Las mujeres abortamos. Lo hacíamos antes de que el proyecto de legalización de la Interrupción Voluntaria del Embarazo (IVE) ingresara a la agenda del debate parlamentario. Lo hacemos desde hace siglos en todas partes y con distintos métodos. Lo hacíamos antes de que la palabra aborto estuviera presente en todos los canales de televisión, radios, diarios, portales y revistas, antes de que fuera "Trending Topic" en todas las redes sociales. Y lo hacíamos, claro, antes de que 38 senadorxs decidieran en la fría madrugada del 9 de agosto, ante esa multitud teñida de verde y violeta, darle a las mujeres argentinas como única respuesta una negativa rotunda atada a un pensamiento retrógrado sobre las configuraciones sociales y la asignación de roles. Nada más alejado del clima de época y del pensamiento colectivo de un sector mayoritario de la sociedad, pero fundamentalmente apartados de la convicción de poder avanzar en una política de salud pública con ampliación de derechos y de estricta justicia social.
Antes de que 38 señores y señoras que expresaron un pensamiento vinculado a siglos pasados se adueñaran momentáneamente del destino que las leyes proyectan para la ciudadanía, las mujeres abortábamos y después vamos a abortar igual. Y esta es la realidad que quisimos cambiar, que logramos discutir y que hoy tenemos que seguir sufriendo la negativa de la sanción del proyecto: más muertes vinculadas a procedimientos por abortos inseguros y clandestinos, como el de Liz en las últimas horas.
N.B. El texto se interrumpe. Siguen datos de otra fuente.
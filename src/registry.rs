/// 信标估计器注册表
///
/// 每个信标 ID 对应一条跟踪记录（距离滤波状态 + 可选的强度滤波器），
/// 首次出现时创建，之后复用。注册表是滤波状态的唯一持有者和写入者。
///
/// 容量有上限：超出时淘汰最久未使用的信标；可选的 TTL 用于清理长时间未出现的信标。

use crate::algorithms::kalman::{ScalarKalmanConfig, ScalarKalmanFilter};
use crate::algorithms::ukf::{FilterState, UnscentedDistanceFilter};
use crate::error::{EstimationError, Result};
use chrono::{DateTime, Duration, Utc};
use serde::{Deserialize, Serialize};
use std::collections::HashMap;
use tracing::{debug, info, warn};

/// 注册表配置
#[derive(Clone, Debug, PartialEq, Serialize, Deserialize)]
#[serde(default)]
pub struct RegistryConfig {
    /// 最多同时跟踪的信标数量
    pub capacity: usize,
    /// 信标过期时间（秒），None 表示不过期
    pub ttl_seconds: Option<i64>,
    /// 新建距离状态的初始协方差
    pub initial_covariance: f64,
}

impl RegistryConfig {
    /// 验证容量、过期时间与初始协方差
    pub fn validate(&self) -> Result<()> {
        if self.capacity == 0 {
            return Err(EstimationError::InvalidConfig(
                "注册表容量必须大于 0".to_string(),
            ));
        }
        if let Some(ttl) = self.ttl_seconds {
            if ttl <= 0 {
                return Err(EstimationError::InvalidConfig(format!(
                    "过期时间必须为正: {} 秒",
                    ttl
                )));
            }
        }
        if !(self.initial_covariance >= 0.0 && self.initial_covariance.is_finite()) {
            return Err(EstimationError::InvalidConfig(format!(
                "初始协方差必须为非负有限值: {}",
                self.initial_covariance
            )));
        }
        Ok(())
    }
}

impl Default for RegistryConfig {
    fn default() -> Self {
        RegistryConfig {
            capacity: 256,
            ttl_seconds: Some(300),
            initial_covariance: 1.0,
        }
    }
}

/// 单个信标的跟踪记录
#[derive(Clone, Debug)]
pub struct EmitterTrack {
    /// 信标 ID
    pub emitter_id: String,
    /// 首次出现时间
    pub first_seen: DateTime<Utc>,
    /// 最后出现时间
    pub last_seen: DateTime<Utc>,
    /// 距离滤波更新次数（不含初始化）
    pub updates: u64,
    state: Option<FilterState>,
    strength: Option<ScalarKalmanFilter>,
    last_used: u64,
}

impl EmitterTrack {
    fn new(emitter_id: &str, now: DateTime<Utc>) -> Self {
        EmitterTrack {
            emitter_id: emitter_id.to_string(),
            first_seen: now,
            last_seen: now,
            updates: 0,
            state: None,
            strength: None,
            last_used: 0,
        }
    }

    /// 当前距离滤波状态（尚未测距时为 None）
    pub fn state(&self) -> Option<FilterState> {
        self.state
    }

    /// 当前平滑后的信号强度
    pub fn smoothed_strength(&self) -> Option<f64> {
        self.strength.as_ref().and_then(|f| f.estimate())
    }
}

/// 信标 ID -> 跟踪记录
#[derive(Debug)]
pub struct EstimatorRegistry {
    tracks: HashMap<String, EmitterTrack>,
    capacity: usize,
    ttl: Option<Duration>,
    initial_covariance: f64,
    clock: u64,
    evicted_total: usize,
}

impl EstimatorRegistry {
    /// 按配置创建注册表
    pub fn new(config: &RegistryConfig) -> Result<Self> {
        config.validate()?;
        Ok(EstimatorRegistry {
            tracks: HashMap::new(),
            capacity: config.capacity,
            ttl: config.ttl_seconds.map(Duration::seconds),
            initial_covariance: config.initial_covariance,
            clock: 0,
            evicted_total: 0,
        })
    }

    /// 获取或创建跟踪记录，并刷新使用时间
    ///
    /// 新建的记录尚无距离状态，只允许挤掉同样没有距离状态的记录；
    /// 全部记录都有状态时暂时超出容量一条，等到建立距离状态时再按 LRU 淘汰。
    fn touch(&mut self, id: &str, now: DateTime<Utc>) -> &mut EmitterTrack {
        self.clock += 1;
        if !self.tracks.contains_key(id) && self.tracks.len() >= self.capacity {
            self.evict_least_recent(|track| track.state.is_none());
        }
        let clock = self.clock;
        let track = self
            .tracks
            .entry(id.to_string())
            .or_insert_with(|| EmitterTrack::new(id, now));
        track.last_used = clock;
        track.last_seen = now;
        track
    }

    /// 在满足条件的记录中淘汰最久未使用的一条
    fn evict_least_recent(&mut self, eligible: impl Fn(&EmitterTrack) -> bool) {
        let oldest = self
            .tracks
            .values()
            .filter(|track| eligible(track))
            .min_by_key(|track| track.last_used)
            .map(|track| track.emitter_id.clone());
        if let Some(id) = oldest {
            warn!(emitter = %id, capacity = self.capacity, "容量已满，淘汰最久未使用的信标");
            self.tracks.remove(&id);
            self.evicted_total += 1;
        }
    }

    /// 有距离状态的记录数量
    pub fn stateful_len(&self) -> usize {
        self.tracks.values().filter(|track| track.state.is_some()).count()
    }

    /// 返回已有的距离状态；不存在时以 `seed_distance` 和固定初始协方差创建
    ///
    /// 第二个返回值表示是否为新建。
    pub fn get_or_create(
        &mut self,
        id: &str,
        seed_distance: f64,
        now: DateTime<Utc>,
    ) -> (FilterState, bool) {
        let initial_covariance = self.initial_covariance;
        if let Some(state) = self.touch(id, now).state {
            return (state, false);
        }

        // 只有建立距离状态时才占用容量
        if self.stateful_len() >= self.capacity {
            self.evict_least_recent(|track| track.state.is_some());
        }
        let state = FilterState::new(seed_distance, initial_covariance);
        if let Some(track) = self.tracks.get_mut(id) {
            track.state = Some(state);
        }
        debug!(emitter = %id, seed = seed_distance, "新建距离滤波状态");
        (state, true)
    }

    /// 写回滤波后的状态；信标不存在时返回 false
    pub fn commit(&mut self, id: &str, state: FilterState) -> bool {
        match self.tracks.get_mut(id) {
            Some(track) => {
                track.state = Some(state);
                track.updates += 1;
                true
            }
            None => false,
        }
    }

    /// 用原始距离推进该信标的距离滤波
    ///
    /// 首次出现时直接返回种子状态；计算失败时保留原状态。
    pub fn advance(
        &mut self,
        id: &str,
        raw_distance: f64,
        filter: &UnscentedDistanceFilter,
        now: DateTime<Utc>,
    ) -> Result<FilterState> {
        let (state, created) = self.get_or_create(id, raw_distance, now);
        if created {
            return Ok(state);
        }
        let next = filter.update(state, raw_distance)?;
        self.commit(id, next);
        Ok(next)
    }

    /// 用该信标自己的标量卡尔曼滤波器平滑信号强度
    pub fn smooth_strength(
        &mut self,
        id: &str,
        rssi: f64,
        config: &ScalarKalmanConfig,
        now: DateTime<Utc>,
    ) -> f64 {
        let track = self.touch(id, now);
        track
            .strength
            .get_or_insert_with(|| config.build())
            .filter(rssi)
    }

    /// 清理超过 TTL 未出现的信标，返回清理数量
    pub fn purge_expired(&mut self, now: DateTime<Utc>) -> usize {
        let Some(ttl) = self.ttl else {
            return 0;
        };
        let before = self.tracks.len();
        self.tracks
            .retain(|_, track| now.signed_duration_since(track.last_seen) < ttl);
        let purged = before - self.tracks.len();
        if purged > 0 {
            info!(purged, ttl_seconds = ttl.num_seconds(), "清理过期信标");
        }
        self.evicted_total += purged;
        purged
    }

    /// 获取跟踪记录
    pub fn get(&self, id: &str) -> Option<&EmitterTrack> {
        self.tracks.get(id)
    }

    /// 删除跟踪记录
    pub fn remove(&mut self, id: &str) -> Option<EmitterTrack> {
        self.tracks.remove(id)
    }

    /// 所有信标 ID
    pub fn ids(&self) -> Vec<String> {
        self.tracks.keys().cloned().collect()
    }

    /// 跟踪记录数量（含尚无距离状态的记录）
    pub fn len(&self) -> usize {
        self.tracks.len()
    }

    /// 是否没有任何记录
    pub fn is_empty(&self) -> bool {
        self.tracks.is_empty()
    }

    /// 距离状态容量上限
    pub fn capacity(&self) -> usize {
        self.capacity
    }

    /// 累计淘汰（LRU + 过期）的信标数量
    pub fn evicted_total(&self) -> usize {
        self.evicted_total
    }

    /// 清空所有记录
    pub fn clear(&mut self) {
        self.tracks.clear();
    }
}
Abortamos, lo hacíamos y lo haremos en respetuoso cumplimiento de lo señalado en la interpretación vigente sobre el artículo 86 del Código Penal argentino, el tan mencionado "Fallo FAL" del año 2012 a través del cual la Corte Suprema de Justicia de la Nación indicó la forma correcta en la cual debe interpretarse esta normativa, garantizando sin obstáculos el acceso a los servicios médicos para una interrupción voluntaria del embarazo en los casos de violación o cuando se presenten riesgos para la vida o salud de la persona gestante.
Tan solo nueve provincias desarrollaron los protocolos correspondientes para transitar el camino señalado por la Corte —aun con realidades desiguales al interior de cada una de ellas—. Fue justamente en los márgenes de las instituciones donde la práctica del aborto comenzó a tornarse una realidad accesible para una parte importante de quienes decidían hacerlo.
Vehiculizada por la organización feminista, la práctica del aborto medicamentoso y ambulatorio —que es recomendado por la Organización Mundial de la Salud y presenta más del 90 por ciento de seguridad y efectividad— comenzó a formar parte del repertorio de opciones con las cuales cuenta una persona gestante que se encuentra con la realidad de un embarazo no deseado. Primero a través del manual que compilaron las Lesbianas y Feministas por la Descriminalización del Aborto, y después por acción en todo el país de las Socorristas en Red y Consejerías Feministas; el aborto con misoprostol se posicionó como respuesta de las mujeres que deciden gobernar sus propios proyectos de vida y construir una maternidad deseada ante un Estado que elige ignorarlas.
En las ciudades más amigables esta práctica es una opción más en los centros de salud pública. Fue centralmente la propia organización popular feminista la que señaló el camino de una política de salud pública fácilmente realizable. Una práctica colectiva que avanzó aún frente al monopolio farmacéutico que impone costos altísimos para el acceso a este fármaco. Y que torna indispensable que el Estado regule las acciones necesarias para que sus laboratorios lo produzcan, como ya comenzó a ocurrir en la provincia de Santa Fe.
Antes que la oleada feminista sacudiera nuestra geografía las mujeres abortábamos y lo vamos a seguir haciendo. Lo hacíamos y lo haremos en el estricto y orgulloso respeto de nuestra convicción de ser soberanas de nuestros cuerpos y en la decisión de construir una sociedad, futura pero cercana, donde la libertad y la igualdad de derechos sean la norma, donde el acto de decidir sea un considerado un derecho y el Estado se ocupe de garantizarlo. Porque ese es el sueño que convocó a millones, que llamó a las jóvenes generaciones a las calles a construir su destino, que escribió una agenda de demandas y reivindicaciones con tinta verde/violeta que hoy leen todes, y que sobre todo nos mostró que desobedecer los mandatos que injustamente pretenden someternos es también un camino de amor, de libertad, de igualdad.